— Work instruction —
Go through each line of the records below and count those with the word "kind". Give only the count.

Extracted data entries
--------
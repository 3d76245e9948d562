//! Messages exchanged over a container's control socket.
//!
//! Each connection carries exactly one request from the host and one
//! response from the daemon, both as a single line of JSON. Descriptors
//! travel as `SCM_RIGHTS` attached to the response.

use corral_common::error::{CorralError, Result};
use corral_common::types::{ProcessSpec, Signal, TtySpec};
use serde::{Deserialize, Serialize};

/// Largest response the host is prepared to read.
pub const MAX_RESPONSE_SIZE: usize = 64 * 1024;

/// A request sent by the host.
#[derive(Debug, Clone, PartialEq, Eq, Serialize, Deserialize)]
#[serde(tag = "kind", rename_all = "snake_case")]
pub enum Request {
    /// Start a program inside the container.
    Run {
        /// What to run.
        spec: ProcessSpec,
        /// Allocate a pty instead of pipes.
        #[serde(default)]
        tty: Option<TtySpec>,
    },
    /// Block until a process exits and report its status.
    Attach {
        /// Process to wait for.
        pid: i32,
    },
    /// Deliver a signal to a process.
    Signal {
        /// Target process.
        pid: i32,
        /// Signal to deliver.
        signal: Signal,
    },
}

/// The daemon's answer to a [`Request`].
#[derive(Debug, Clone, Default, PartialEq, Eq, Serialize, Deserialize)]
pub struct Response {
    /// Pid the request concerned; zero when there was none.
    pub pid: i32,
    /// Empty on success.
    #[serde(default)]
    pub error_message: String,
    /// Exit status, set by a successful attach.
    #[serde(default)]
    pub exit_status: Option<i32>,
}

impl Response {
    /// Reply for a started or signalled process.
    #[must_use]
    pub fn ok(pid: i32) -> Self {
        Self {
            pid,
            ..Self::default()
        }
    }

    /// Reply for a process that has exited.
    #[must_use]
    pub fn exited(pid: i32, status: i32) -> Self {
        Self {
            pid,
            exit_status: Some(status),
            ..Self::default()
        }
    }

    /// Reply carrying an error.
    #[must_use]
    pub fn failed(pid: i32, error: &CorralError) -> Self {
        Self {
            pid,
            error_message: error.to_string(),
            exit_status: None,
        }
    }

    /// Whether the daemon reported an error.
    #[must_use]
    pub fn is_error(&self) -> bool {
        !self.error_message.is_empty()
    }
}

/// Serializes a message as one newline-terminated JSON line.
///
/// # Errors
///
/// Returns a `Serialization` error if the message cannot be encoded.
pub fn encode<T: Serialize>(message: &T) -> Result<Vec<u8>> {
    let mut line = serde_json::to_vec(message)?;
    line.push(b'\n');
    Ok(line)
}

/// Parses a response line.
///
/// # Errors
///
/// Returns a `Protocol` error if the line is not a valid response.
pub fn decode_response(line: &[u8]) -> Result<Response> {
    serde_json::from_slice(line).map_err(|e| CorralError::Protocol {
        message: format!("malformed response: {e}"),
    })
}

#[cfg(test)]
mod tests {
    use super::*;

    #[test]
    fn run_request_shape() {
        let request = Request::Run {
            spec: ProcessSpec {
                path: "/bin/echo".into(),
                args: vec!["hi".into()],
                ..ProcessSpec::default()
            },
            tty: None,
        };
        let value: serde_json::Value = serde_json::to_value(&request).unwrap();
        assert_eq!(value["kind"], "run");
        assert_eq!(value["spec"]["path"], "/bin/echo");
    }

    #[test]
    fn signal_request_parses() {
        let request: Request =
            serde_json::from_str(r#"{"kind":"signal","pid":42,"signal":"terminate"}"#).unwrap();
        assert_eq!(
            request,
            Request::Signal {
                pid: 42,
                signal: Signal::Terminate
            }
        );
    }

    #[test]
    fn encoded_lines_end_with_newline() {
        let line = encode(&Response::exited(3, 7)).unwrap();
        assert_eq!(line.last(), Some(&b'\n'));
        let back = decode_response(&line).unwrap();
        assert_eq!(back.exit_status, Some(7));
        assert!(!back.is_error());
    }

    #[test]
    fn failure_carries_message() {
        let response = Response::failed(0, &CorralError::UnknownUser { user: "bob".into() });
        assert!(response.is_error());
        assert!(response.error_message.contains("bob"));
    }

    #[test]
    fn garbage_response_is_a_protocol_error() {
        assert!(matches!(
            decode_response(b"nope\n"),
            Err(CorralError::Protocol { .. })
        ));
    }
}
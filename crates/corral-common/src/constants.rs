//! System-wide constants and default paths.

/// Default directory holding one subdirectory per container.
pub const DEFAULT_DEPOT_DIR: &str = "/var/lib/corral/depot";

/// Default location of the in-container init binary.
pub const DEFAULT_INIT_BINARY: &str = "/usr/libexec/corral/corral-initd";

/// Default network pool; each container gets one `/30` from it.
pub const DEFAULT_NETWORK_POOL: &str = "10.254.0.0/22";

/// Prefix length of the subnet handed to each container.
pub const SUBNET_PREFIX: u8 = 30;

/// First uid handed out to containers.
pub const DEFAULT_UID_POOL_START: u32 = 10_000;

/// Number of uids available to containers.
pub const DEFAULT_UID_POOL_SIZE: u32 = 256;

/// First host port handed out to containers.
pub const DEFAULT_PORT_POOL_START: u32 = 61_001;

/// Number of host ports available to containers.
pub const DEFAULT_PORT_POOL_SIZE: u32 = 5_000;

/// Seconds the host waits for the init process to report readiness.
pub const DEFAULT_RENDEZVOUS_TIMEOUT_SECS: u64 = 30;

/// Seconds between `SIGTERM` and `SIGKILL` when stopping a container.
pub const DEFAULT_STOP_TIMEOUT_SECS: u64 = 10;

/// Descriptor number of the rendezvous write end inherited by init.
pub const SYNC_WRITER_FD: i32 = 4;

/// Descriptor number of the listening socket inherited by init.
pub const HOST_SOCKET_FD: i32 = 5;

/// Name of the control socket inside a container's run directory.
pub const SOCKET_NAME: &str = "host.sock";

/// Name of the per-container run directory inside its depot directory.
pub const RUN_DIR: &str = "run";

/// Exit status published when the real status could not be collected.
pub const UNKNOWN_EXIT_STATUS: i32 = 255;

/// Application name used in log output.
pub const APP_NAME: &str = "corral";
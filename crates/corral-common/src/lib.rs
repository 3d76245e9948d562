//! # corral-common
//!
//! Shared types, error definitions, configuration models, and constants
//! used across the entire Corral workspace.
//!
//! This crate is the leaf of the dependency graph. It depends on no other
//! internal crate and provides the primitives that the pool, the daemon,
//! and the backend build upon.

#![cfg_attr(test, allow(clippy::expect_used, clippy::unwrap_used))]

pub mod config;
pub mod constants;
pub mod error;
pub mod types;
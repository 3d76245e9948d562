//! Host memory and disk totals for capacity reporting.

use std::path::{Path, PathBuf};

use corral_common::error::{CorralError, Result};

/// Source of host totals.
pub trait SystemInfo: Send + Sync + std::fmt::Debug {
    /// Total physical memory in bytes.
    ///
    /// # Errors
    ///
    /// Returns an error if the total cannot be read.
    fn total_memory(&self) -> Result<u64>;

    /// Total size in bytes of the filesystem holding the depot.
    ///
    /// # Errors
    ///
    /// Returns an error if the filesystem cannot be queried.
    fn total_disk(&self) -> Result<u64>;
}

/// Reads `/proc/meminfo` and `statvfs(3)` of the depot directory.
#[derive(Debug, Clone)]
pub struct ProcSystemInfo {
    depot: PathBuf,
}

impl ProcSystemInfo {
    /// Reports the disk holding `depot`.
    pub fn new(depot: impl Into<PathBuf>) -> Self {
        Self {
            depot: depot.into(),
        }
    }
}

impl SystemInfo for ProcSystemInfo {
    fn total_memory(&self) -> Result<u64> {
        let path = Path::new("/proc/meminfo");
        let meminfo = std::fs::read_to_string(path).map_err(|e| CorralError::io(path, e))?;
        parse_mem_total(&meminfo).ok_or_else(|| CorralError::Config {
            message: "MemTotal missing from /proc/meminfo".into(),
        })
    }

    fn total_disk(&self) -> Result<u64> {
        let stat = nix::sys::statvfs::statvfs(&self.depot).map_err(|e| CorralError::os("statvfs", e))?;
        #[allow(clippy::useless_conversion)]
        Ok(u64::from(stat.fragment_size()) * u64::from(stat.blocks()))
    }
}

/// Extracts `MemTotal` in bytes.
fn parse_mem_total(meminfo: &str) -> Option<u64> {
    meminfo.lines().find_map(|line| {
        let rest = line.strip_prefix("MemTotal:")?;
        let mut fields = rest.split_whitespace();
        let value: u64 = fields.next()?.parse().ok()?;
        match fields.next() {
            Some("kB") => Some(value * 1024),
            None => Some(value),
            Some(_) => None,
        }
    })
}

#[cfg(test)]
mod tests {
    use super::*;

    #[test]
    fn mem_total_in_kib() {
        let meminfo = "MemTotal:        2048 kB\nMemFree:  1 kB\n";
        assert_eq!(parse_mem_total(meminfo), Some(2048 * 1024));
    }

    #[test]
    fn missing_mem_total() {
        assert_eq!(parse_mem_total("MemFree: 1 kB\n"), None);
    }

    #[test]
    fn host_totals_are_positive() {
        let dir = tempfile::tempdir().unwrap();
        let info = ProcSystemInfo::new(dir.path());
        assert!(info.total_memory().unwrap() > 0);
        assert!(info.total_disk().unwrap() > 0);
    }
}
//! The resource pool: uid, network and port allocators behind one lock.

use std::collections::{BTreeMap, HashSet};
use std::io::Read;
use std::sync::{Mutex, MutexGuard, PoisonError};

use corral_common::config::PoolConfig;
use corral_common::error::{CorralError, Result};
use corral_common::types::Handle;

use crate::allocation::{AcquireSpec, Allocation};
use crate::network::{NetworkPool, Subnet};
use crate::range::{IdRange, RangePool};

/// Free blocks of every allocator at one point in time.
#[derive(Debug, Clone, PartialEq, Eq)]
pub struct FreeSet {
    /// Free uid blocks, ordered by start.
    pub uids: Vec<IdRange>,
    /// Free subnets, ordered by address.
    pub networks: Vec<Subnet>,
    /// Free port blocks, ordered by start.
    pub ports: Vec<IdRange>,
}

#[derive(Debug)]
struct PoolState {
    uids: RangePool,
    network: NetworkPool,
    ports: RangePool,
    allocations: BTreeMap<Handle, Allocation>,
}

impl PoolState {
    fn reserve_uids(&mut self, uid: Option<u32>) -> Result<IdRange> {
        match uid {
            Some(start) => self.uids.acquire_at(start),
            None => self
                .uids
                .acquire()
                .ok_or(CorralError::ResourceExhausted { resource: "uid" }),
        }
    }

    fn reserve_network(&mut self, subnet: Option<Subnet>) -> Result<Subnet> {
        match subnet {
            Some(subnet) => self.network.reserve(subnet).map(|()| subnet),
            None => self
                .network
                .acquire()
                .ok_or(CorralError::ResourceExhausted { resource: "network" }),
        }
    }

    fn release_parts(&mut self, allocation: &Allocation) {
        let _ = self.uids.release(allocation.uids);
        let _ = self.network.release(allocation.network);
        let _ = self.ports.release(allocation.ports);
    }
}

/// Allocates per-container resources and tracks which handle owns them.
///
/// Every operation takes the same lock for the duration of the bookkeeping
/// only, so concurrent callers never observe a half-issued allocation.
#[derive(Debug)]
pub struct ResourcePool {
    inner: Mutex<PoolState>,
}

impl ResourcePool {
    /// Builds the pool from its configured bounds.
    ///
    /// # Errors
    ///
    /// Returns a `Config` error if any of the three ranges is invalid.
    pub fn new(config: &PoolConfig) -> Result<Self> {
        let state = PoolState {
            uids: RangePool::new("uid", config.uids)?,
            network: NetworkPool::new(&config.network)?,
            ports: RangePool::new("port", config.ports)?,
            allocations: BTreeMap::new(),
        };
        tracing::debug!(
            uids = state.uids.capacity(),
            networks = state.network.capacity(),
            ports = state.ports.capacity(),
            "resource pool ready"
        );
        Ok(Self {
            inner: Mutex::new(state),
        })
    }

    fn state(&self) -> MutexGuard<'_, PoolState> {
        self.inner.lock().unwrap_or_else(PoisonError::into_inner)
    }

    /// Issues a uid block, a subnet and a port block under one handle.
    ///
    /// Parts are reserved in that order; if a later part fails the earlier
    /// ones are returned before the error is reported.
    ///
    /// # Errors
    ///
    /// - `InvalidHandle` if the handle is not a single path entry. An empty
    ///   handle is replaced by a generated one.
    /// - `HandleExists` if the handle already owns an allocation.
    /// - `ResourceExhausted` naming the first allocator with no free block.
    /// - `ResourceConflict` if a requested uid or subnet is already issued.
    /// - `Config` if a requested uid or subnet lies outside the pool.
    pub fn acquire(&self, spec: &AcquireSpec) -> Result<Allocation> {
        let handle = match &spec.handle {
            Some(handle) if !handle.as_str().is_empty() => handle.clone(),
            _ => Handle::generate(),
        };
        handle.validate()?;

        let mut state = self.state();
        if state.allocations.contains_key(&handle) {
            return Err(CorralError::HandleExists {
                handle: handle.to_string(),
            });
        }

        let uids = state.reserve_uids(spec.uid)?;
        let network = match state.reserve_network(spec.network) {
            Ok(network) => network,
            Err(e) => {
                let _ = state.uids.release(uids);
                return Err(e);
            }
        };
        let Some(ports) = state.ports.acquire() else {
            let _ = state.uids.release(uids);
            let _ = state.network.release(network);
            return Err(CorralError::ResourceExhausted { resource: "port" });
        };

        let allocation = Allocation {
            handle: handle.clone(),
            uids,
            network,
            ports,
        };
        let _ = state.allocations.insert(handle, allocation.clone());
        tracing::info!(
            handle = %allocation.handle,
            uids = %allocation.uids,
            network = %allocation.network,
            ports = %allocation.ports,
            "acquired resources"
        );
        Ok(allocation)
    }

    /// Returns every part of `allocation` to the pool.
    ///
    /// # Errors
    ///
    /// Returns `DoubleRelease` when `allocation` is not currently issued;
    /// the pool is left untouched in that case.
    pub fn release(&self, allocation: &Allocation) -> Result<()> {
        let mut state = self.state();
        if state.allocations.get(&allocation.handle) != Some(allocation) {
            tracing::error!(handle = %allocation.handle, "releasing an allocation that is not issued");
            return Err(CorralError::DoubleRelease {
                handle: allocation.handle.to_string(),
            });
        }
        let _ = state.allocations.remove(&allocation.handle);
        state.release_parts(allocation);
        tracing::info!(handle = %allocation.handle, "released resources");
        Ok(())
    }

    /// Decodes a serialized [`Allocation`] and marks it issued again.
    ///
    /// # Errors
    ///
    /// `Serialization` on malformed input, otherwise as for
    /// [`ResourcePool::restore_allocation`].
    pub fn restore(&self, reader: &mut dyn Read) -> Result<Allocation> {
        let allocation: Allocation = serde_json::from_reader(reader)?;
        self.restore_allocation(allocation)
    }

    /// Marks a previously issued allocation as issued again.
    ///
    /// Nothing is reserved unless every part is free.
    ///
    /// # Errors
    ///
    /// `InvalidHandle` if the handle is not a single path entry,
    /// `ResourceConflict` if the handle or any part is already issued,
    /// `Config` if a part is not a block of this pool.
    pub fn restore_allocation(&self, allocation: Allocation) -> Result<Allocation> {
        allocation.handle.validate()?;
        let mut state = self.state();
        if state.allocations.contains_key(&allocation.handle) {
            return Err(CorralError::ResourceConflict {
                message: format!("handle {} is already registered", allocation.handle),
            });
        }
        state.uids.check_free(allocation.uids)?;
        state.network.check_free(allocation.network)?;
        state.ports.check_free(allocation.ports)?;

        state.uids.reserve(allocation.uids)?;
        state.network.reserve(allocation.network)?;
        state.ports.reserve(allocation.ports)?;
        let _ = state
            .allocations
            .insert(allocation.handle.clone(), allocation.clone());
        tracing::info!(handle = %allocation.handle, network = %allocation.network, "restored resources");
        Ok(allocation)
    }

    /// Releases every allocation whose handle is not in `keep` and returns
    /// what was released.
    ///
    /// Meant to run once after all restores and before any new acquire.
    pub fn prune(&self, keep: &HashSet<Handle>) -> Vec<Allocation> {
        let mut state = self.state();
        let stale: Vec<Handle> = state
            .allocations
            .keys()
            .filter(|handle| !keep.contains(*handle))
            .cloned()
            .collect();

        let mut pruned = Vec::with_capacity(stale.len());
        for handle in stale {
            if let Some(allocation) = state.allocations.remove(&handle) {
                state.release_parts(&allocation);
                tracing::info!(handle = %handle, "pruned stale allocation");
                pruned.push(allocation);
            }
        }
        pruned
    }

    /// How many containers can hold resources at once.
    pub fn max_containers(&self) -> usize {
        let state = self.state();
        state
            .uids
            .capacity()
            .min(state.network.capacity())
            .min(state.ports.capacity())
    }

    /// The allocation owned by `handle`, if any.
    pub fn allocation(&self, handle: &Handle) -> Option<Allocation> {
        self.state().allocations.get(handle).cloned()
    }

    /// All issued allocations, ordered by handle.
    pub fn issued(&self) -> Vec<Allocation> {
        self.state().allocations.values().cloned().collect()
    }

    /// Currently free blocks of every allocator.
    pub fn free_set(&self) -> FreeSet {
        let state = self.state();
        FreeSet {
            uids: state.uids.free_blocks(),
            networks: state.network.free_subnets(),
            ports: state.ports.free_blocks(),
        }
    }
}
--------
— The answer —
3